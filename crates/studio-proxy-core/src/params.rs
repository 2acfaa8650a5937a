// crates/studio-proxy-core/src/params.rs
// ============================================================================
// Module: Generation Parameters
// Description: Per-request parameter resolution against env defaults.
// Purpose: Clamp request parameters and plan which ones need re-applying.
// Dependencies: serde, serde_json, studio-proxy-config
// ============================================================================

//! ## Overview
//! A chat request may carry temperature, output token limit, top-p, stop
//! sequences, reasoning effort, and tools. [`resolve_params`] fills gaps from
//! [`GenerationConfig`], clamps every numeric value into its supported range,
//! and records each clamp as a [`ParamAdjustment`].
//!
//! [`ParamsCache`] remembers the values last applied to the page so only the
//! fields that changed are re-applied. Top-p is never cached.

// ============================================================================
// SECTION: Imports
// ============================================================================

use std::collections::BTreeSet;
use std::sync::Mutex;
use std::sync::PoisonError;

use serde::Deserialize;
use serde::Deserializer;
use serde::Serialize;
use serde_json::Value;
use serde_json::json;
use studio_proxy_config::GenerationConfig;

// ============================================================================
// SECTION: Constants
// ============================================================================

/// Inclusive temperature bounds.
pub const TEMPERATURE_RANGE: (f64, f64) = (0.0, 2.0);
/// Inclusive top-p bounds.
pub const TOP_P_RANGE: (f64, f64) = (0.0, 1.0);
/// Output token ceiling when a model reports no usable limit.
pub const DEFAULT_MODEL_MAX_OUTPUT_TOKENS: u32 = 65_536;
/// Temperatures closer than this are treated as unchanged.
pub const TEMPERATURE_TOLERANCE: f64 = 0.001;
/// Thinking budget for `reasoning_effort = "low"`.
pub const LOW_EFFORT_BUDGET: i64 = 1_000;
/// Thinking budget for `reasoning_effort = "medium"`.
pub const MEDIUM_EFFORT_BUDGET: i64 = 8_000;
/// Thinking budget for `reasoning_effort = "high"`.
pub const HIGH_EFFORT_BUDGET: i64 = 24_000;
/// Function name that requests search grounding.
const GOOGLE_SEARCH_FUNCTION: &str = "googleSearch";

// ============================================================================
// SECTION: Request Types
// ============================================================================

/// Generation parameters carried by a chat request.
#[derive(Debug, Clone, Default, PartialEq, Deserialize)]
pub struct GenerationRequest {
    /// Requested model id.
    pub model: Option<String>,
    /// Sampling temperature.
    pub temperature: Option<f64>,
    /// Output token limit.
    #[serde(alias = "max_tokens")]
    pub max_output_tokens: Option<i64>,
    /// Nucleus sampling threshold.
    pub top_p: Option<f64>,
    /// Stop sequence or sequences; absent means the env default.
    #[serde(default, deserialize_with = "deserialize_stop")]
    pub stop: Option<StopSequences>,
    /// Reasoning effort label or explicit budget.
    pub reasoning_effort: Option<ReasoningEffort>,
    /// Tool declarations.
    pub tools: Option<Vec<Value>>,
}

/// Stop sequences given as one string or a list.
#[derive(Debug, Clone, PartialEq, Eq, Deserialize)]
#[serde(untagged)]
pub enum StopSequences {
    /// Single stop sequence.
    One(String),
    /// Several stop sequences.
    Many(Vec<String>),
    /// Explicit `null`: no stop sequences.
    #[serde(skip_deserializing)]
    Cleared,
}

/// Maps an explicit `null` stop to [`StopSequences::Cleared`].
fn deserialize_stop<'de, D>(deserializer: D) -> Result<Option<StopSequences>, D::Error>
where
    D: Deserializer<'de>,
{
    Option::<StopSequences>::deserialize(deserializer)
        .map(|stop| Some(stop.unwrap_or(StopSequences::Cleared)))
}

/// Reasoning effort given as an explicit budget or a label.
#[derive(Debug, Clone, PartialEq, Eq, Deserialize)]
#[serde(untagged)]
pub enum ReasoningEffort {
    /// Explicit token budget.
    Budget(i64),
    /// Effort label such as `low` or a numeric string.
    Label(String),
}

// ============================================================================
// SECTION: Resolved Types
// ============================================================================

/// Parameters after defaults and clamping.
#[derive(Debug, Clone, PartialEq, Serialize)]
pub struct ResolvedParams {
    /// Temperature in `[0, 2]`.
    pub temperature: f64,
    /// Output token limit in `[1, model limit]`.
    pub max_output_tokens: u32,
    /// Top-p in `[0, 1]`.
    pub top_p: f64,
    /// Trimmed, non-empty, de-duplicated stop sequences.
    pub stop_sequences: BTreeSet<String>,
    /// URL context tool switch.
    pub url_context: bool,
    /// Thinking budget setting.
    pub thinking: ThinkingSetting,
    /// Search grounding switch.
    pub google_search: bool,
    /// Clamps applied to requested values.
    pub adjustments: Vec<ParamAdjustment>,
}

/// Thinking budget toggle and value.
#[derive(Debug, Clone, Copy, PartialEq, Eq, Serialize)]
pub struct ThinkingSetting {
    /// Whether the thinking budget is enabled.
    pub enabled: bool,
    /// Budget to apply; `None` leaves the current budget untouched.
    pub budget: Option<i64>,
}

/// A requested value replaced by a clamped one.
#[derive(Debug, Clone, PartialEq, Serialize)]
pub struct ParamAdjustment {
    /// Parameter name.
    pub field: ParamField,
    /// Value as requested.
    pub requested: Value,
    /// Value actually applied.
    pub applied: Value,
}

/// Generation parameter identifiers.
#[derive(Debug, Clone, Copy, PartialEq, Eq, PartialOrd, Ord, Serialize)]
#[serde(rename_all = "snake_case")]
pub enum ParamField {
    /// Temperature.
    Temperature,
    /// Output token limit.
    MaxOutputTokens,
    /// Top-p.
    TopP,
    /// Stop sequences.
    StopSequences,
}

// ============================================================================
// SECTION: Resolution
// ============================================================================

/// Resolves request parameters against env defaults and the model limit.
///
/// `model_limit` is the model's output token ceiling; `0` falls back to
/// [`DEFAULT_MODEL_MAX_OUTPUT_TOKENS`].
#[must_use]
pub fn resolve_params(
    request: &GenerationRequest,
    defaults: &GenerationConfig,
    model_limit: u32,
) -> ResolvedParams {
    let mut adjustments = Vec::new();
    let limit = if model_limit == 0 { DEFAULT_MODEL_MAX_OUTPUT_TOKENS } else { model_limit };

    let temperature = clamp_float(
        ParamField::Temperature,
        request.temperature,
        defaults.temperature,
        TEMPERATURE_RANGE,
        &mut adjustments,
    );
    let top_p = clamp_float(
        ParamField::TopP,
        request.top_p,
        defaults.top_p,
        TOP_P_RANGE,
        &mut adjustments,
    );

    let requested_tokens =
        request.max_output_tokens.unwrap_or_else(|| i64::from(defaults.max_output_tokens));
    let clamped_tokens = requested_tokens.clamp(1, i64::from(limit));
    if clamped_tokens != requested_tokens {
        adjustments.push(ParamAdjustment {
            field: ParamField::MaxOutputTokens,
            requested: json!(requested_tokens),
            applied: json!(clamped_tokens),
        });
    }
    let max_output_tokens = u32::try_from(clamped_tokens).unwrap_or(limit);

    let stop_sequences = match &request.stop {
        Some(StopSequences::One(single)) => normalize_stops(std::slice::from_ref(single)),
        Some(StopSequences::Many(list)) => normalize_stops(list),
        Some(StopSequences::Cleared) => BTreeSet::new(),
        None => normalize_stops(&defaults.stop_sequences),
    };

    let thinking = match &request.reasoning_effort {
        Some(effort) => ThinkingSetting {
            enabled: true,
            budget: parse_thinking_budget(Some(effort), defaults.thinking_budget),
        },
        None => ThinkingSetting {
            enabled: defaults.enable_thinking_budget,
            budget: defaults.enable_thinking_budget.then(|| i64::from(defaults.thinking_budget)),
        },
    };

    let google_search = request
        .tools
        .as_ref()
        .map_or(defaults.enable_google_search, |tools| tools.iter().any(requests_google_search));

    ResolvedParams {
        temperature,
        max_output_tokens,
        top_p,
        stop_sequences,
        url_context: defaults.enable_url_context,
        thinking,
        google_search,
        adjustments,
    }
}

/// Maps a reasoning effort to a thinking budget.
///
/// Absent or `"none"` yields `default_budget`; integers and integer strings
/// are used as-is; `low`, `medium`, and `high` map to fixed budgets. Any other
/// label yields `None`, meaning the budget is left unchanged.
#[must_use]
pub fn parse_thinking_budget(effort: Option<&ReasoningEffort>, default_budget: u32) -> Option<i64> {
    match effort {
        None => Some(i64::from(default_budget)),
        Some(ReasoningEffort::Budget(value)) => Some(*value),
        Some(ReasoningEffort::Label(label)) => {
            let label = label.trim().to_ascii_lowercase();
            match label.as_str() {
                "none" => Some(i64::from(default_budget)),
                "low" => Some(LOW_EFFORT_BUDGET),
                "medium" => Some(MEDIUM_EFFORT_BUDGET),
                "high" => Some(HIGH_EFFORT_BUDGET),
                other => other.parse().ok(),
            }
        }
    }
}

/// Returns true when a tool declaration asks for search grounding.
fn requests_google_search(tool: &Value) -> bool {
    let retrieval = tool.get("google_search_retrieval").is_some_and(|value| !value.is_null());
    let function = tool.pointer("/function/name").and_then(Value::as_str)
        == Some(GOOGLE_SEARCH_FUNCTION);
    retrieval || function
}

/// Picks the requested or default value and clamps it into `range`.
fn clamp_float(
    field: ParamField,
    requested: Option<f64>,
    default: f64,
    range: (f64, f64),
    adjustments: &mut Vec<ParamAdjustment>,
) -> f64 {
    let (min, max) = range;
    let Some(value) = requested else {
        return default.clamp(min, max);
    };
    if !value.is_finite() {
        adjustments.push(ParamAdjustment {
            field,
            requested: Value::Null,
            applied: json!(default),
        });
        return default.clamp(min, max);
    }
    let clamped = value.clamp(min, max);
    if (clamped - value).abs() > f64::EPSILON {
        adjustments.push(ParamAdjustment {
            field,
            requested: json!(value),
            applied: json!(clamped),
        });
    }
    clamped
}

/// Trims stop sequences and drops empty ones.
fn normalize_stops(stops: &[String]) -> BTreeSet<String> {
    stops
        .iter()
        .map(|stop| stop.trim())
        .filter(|stop| !stop.is_empty())
        .map(ToString::to_string)
        .collect()
}

// ============================================================================
// SECTION: Cache
// ============================================================================

/// Fields that must be re-applied for a request.
#[derive(Debug, Clone, Copy, Default, PartialEq, Eq, Serialize)]
pub struct ParamPlan {
    /// Temperature differs from the cached value.
    pub temperature: bool,
    /// Output token limit differs from the cached value.
    pub max_output_tokens: bool,
    /// Stop sequences differ from the cached set.
    pub stop_sequences: bool,
    /// Top-p; always re-applied.
    pub top_p: bool,
}

impl ParamPlan {
    /// Returns the fields to apply, in application order.
    #[must_use]
    pub fn fields(&self) -> Vec<ParamField> {
        let mut fields = Vec::new();
        if self.temperature {
            fields.push(ParamField::Temperature);
        }
        if self.max_output_tokens {
            fields.push(ParamField::MaxOutputTokens);
        }
        if self.stop_sequences {
            fields.push(ParamField::StopSequences);
        }
        if self.top_p {
            fields.push(ParamField::TopP);
        }
        fields
    }
}

/// Last applied parameter values.
#[derive(Debug, Default)]
struct CacheState {
    /// Applied temperature.
    temperature: Option<f64>,
    /// Applied output token limit.
    max_output_tokens: Option<u32>,
    /// Applied stop sequences.
    stop_sequences: Option<BTreeSet<String>>,
}

/// Cache of parameter values already applied to the page.
#[derive(Debug, Default)]
pub struct ParamsCache {
    /// Guarded cache state.
    state: Mutex<CacheState>,
}

impl ParamsCache {
    /// Creates an empty cache.
    #[must_use]
    pub fn new() -> Self {
        Self::default()
    }

    /// Returns which fields need re-applying for `resolved`.
    #[must_use]
    pub fn plan(&self, resolved: &ResolvedParams) -> ParamPlan {
        let state = self.state.lock().unwrap_or_else(PoisonError::into_inner);
        ParamPlan {
            temperature: state.temperature.is_none_or(|cached| {
                (cached - resolved.temperature).abs() >= TEMPERATURE_TOLERANCE
            }),
            max_output_tokens: state.max_output_tokens != Some(resolved.max_output_tokens),
            stop_sequences: state.stop_sequences.as_ref() != Some(&resolved.stop_sequences),
            top_p: true,
        }
    }

    /// Stores the values of `resolved` as applied.
    pub fn record(&self, resolved: &ResolvedParams) {
        let mut state = self.state.lock().unwrap_or_else(PoisonError::into_inner);
        state.temperature = Some(resolved.temperature);
        state.max_output_tokens = Some(resolved.max_output_tokens);
        state.stop_sequences = Some(resolved.stop_sequences.clone());
    }

    /// Forgets the cached value of `field` after a failed apply.
    pub fn invalidate(&self, field: ParamField) {
        let mut state = self.state.lock().unwrap_or_else(PoisonError::into_inner);
        match field {
            ParamField::Temperature => state.temperature = None,
            ParamField::MaxOutputTokens => state.max_output_tokens = None,
            ParamField::StopSequences => state.stop_sequences = None,
            ParamField::TopP => {}
        }
    }

    /// Forgets every cached value.
    pub fn clear(&self) {
        let mut state = self.state.lock().unwrap_or_else(PoisonError::into_inner);
        *state = CacheState::default();
    }
}

// ============================================================================
// SECTION: Tests
// ============================================================================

Problem description: Repeat every line of the data word for word until you have repeated the line that contains "against env defaults.", which is the last one to include.

Exercise solution:
filename crates/studio-proxy-core/src/params.rs
repository 2acfaa8650a5937a
// crates/studio-proxy-core/src/params.rs
// ============================================================================
// Module: Generation Parameters
// Description: Per-request parameter resolution against env defaults.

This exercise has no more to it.